• **YOUR OBJECTIVE**
The entries must be restated exactly as written.

• **EXERCISE MATERIAL**
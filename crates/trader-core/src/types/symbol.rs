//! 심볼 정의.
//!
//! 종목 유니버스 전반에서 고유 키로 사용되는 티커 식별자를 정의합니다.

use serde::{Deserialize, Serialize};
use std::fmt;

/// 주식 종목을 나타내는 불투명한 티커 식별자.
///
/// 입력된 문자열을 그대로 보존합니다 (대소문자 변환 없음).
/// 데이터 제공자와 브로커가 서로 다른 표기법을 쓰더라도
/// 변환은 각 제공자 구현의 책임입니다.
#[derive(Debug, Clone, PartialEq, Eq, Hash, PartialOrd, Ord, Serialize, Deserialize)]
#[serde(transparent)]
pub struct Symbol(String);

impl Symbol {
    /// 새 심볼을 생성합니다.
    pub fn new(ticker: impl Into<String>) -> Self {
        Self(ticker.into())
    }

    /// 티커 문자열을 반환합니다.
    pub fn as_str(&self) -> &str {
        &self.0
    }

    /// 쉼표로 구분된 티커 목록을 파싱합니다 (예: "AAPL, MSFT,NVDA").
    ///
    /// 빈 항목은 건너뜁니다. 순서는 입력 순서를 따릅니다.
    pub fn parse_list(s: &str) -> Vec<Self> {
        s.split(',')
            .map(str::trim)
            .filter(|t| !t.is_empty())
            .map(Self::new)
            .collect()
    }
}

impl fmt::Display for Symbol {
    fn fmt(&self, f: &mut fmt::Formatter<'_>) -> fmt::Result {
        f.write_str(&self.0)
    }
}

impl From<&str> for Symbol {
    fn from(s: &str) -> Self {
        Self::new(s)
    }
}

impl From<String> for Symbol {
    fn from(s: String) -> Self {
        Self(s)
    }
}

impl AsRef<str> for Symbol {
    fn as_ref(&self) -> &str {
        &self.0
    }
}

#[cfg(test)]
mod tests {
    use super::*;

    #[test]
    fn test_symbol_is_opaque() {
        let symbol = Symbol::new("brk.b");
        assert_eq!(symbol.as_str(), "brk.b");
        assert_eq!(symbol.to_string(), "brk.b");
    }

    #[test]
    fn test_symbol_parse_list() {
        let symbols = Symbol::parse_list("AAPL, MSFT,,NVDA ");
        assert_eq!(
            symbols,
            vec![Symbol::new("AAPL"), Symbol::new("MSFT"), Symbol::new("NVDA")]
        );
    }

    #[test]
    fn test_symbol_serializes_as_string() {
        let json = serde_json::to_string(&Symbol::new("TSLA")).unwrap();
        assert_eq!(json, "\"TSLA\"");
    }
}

• **TASK RESULT**
filename crates/trader-core/src/types/symbol.rs
//! 심볼 정의.
//!
//! 종목 유니버스 전반에서 고유 키로 사용되는 티커 식별자를 정의합니다.

use serde::{Deserialize, Serialize};
use std::fmt;

/// 주식 종목을 나타내는 불투명한 티커 식별자.
///
/// 입력된 문자열을 그대로 보존합니다 (대소문자 변환 없음).
/// 데이터 제공자와 브로커가 서로 다른 표기법을 쓰더라도
/// 변환은 각 제공자 구현의 책임입니다.
#[derive(Debug, Clone, PartialEq, Eq, Hash, PartialOrd, Ord, Serialize, Deserialize)]
#[serde(transparent)]
pub struct Symbol(String);

impl Symbol {
    /// 새 심볼을 생성합니다.
    pub fn new(ticker: impl Into<String>) -> Self {
        Self(ticker.into())
    }

    /// 티커 문자열을 반환합니다.
    pub fn as_str(&self) -> &str {
        &self.0
    }

    /// 쉼표로 구분된 티커 목록을 파싱합니다 (예: "AAPL, MSFT,NVDA").
    ///
    /// 빈 항목은 건너뜁니다. 순서는 입력 순서를 따릅니다.
    pub fn parse_list(s: &str) -> Vec<Self> {
        s.split(',')
            .map(str::trim)
            .filter(|t| !t.is_empty())
            .map(Self::new)
            .collect()
    }
}

impl fmt::Display for Symbol {
    fn fmt(&self, f: &mut fmt::Formatter<'_>) -> fmt::Result {
        f.write_str(&self.0)
    }
}

impl From<&str> for Symbol {
    fn from(s: &str) -> Self {
        Self::new(s)
    }
}

impl From<String> for Symbol {
    fn from(s: String) -> Self {
        Self(s)
    }
}

impl AsRef<str> for Symbol {
    fn as_ref(&self) -> &str {
        &self.0
    }
}

#[cfg(test)]
mod tests {
    use super::*;

    #[test]
    fn test_symbol_is_opaque() {
        let symbol = Symbol::new("brk.b");
        assert_eq!(symbol.as_str(), "brk.b");
        assert_eq!(symbol.to_string(), "brk.b");
    }

    #[test]
    fn test_symbol_parse_list() {
        let symbols = Symbol::parse_list("AAPL, MSFT,,NVDA ");
        assert_eq!(
            symbols,
            vec![Symbol::new("AAPL"), Symbol::new("MSFT"), Symbol::new("NVDA")]
        );
    }

    #[test]
    fn test_symbol_serializes_as_string() {
        let json = serde_json::to_string(&Symbol::new("TSLA")).unwrap();
        assert_eq!(json, "\"TSLA\"");
    }
}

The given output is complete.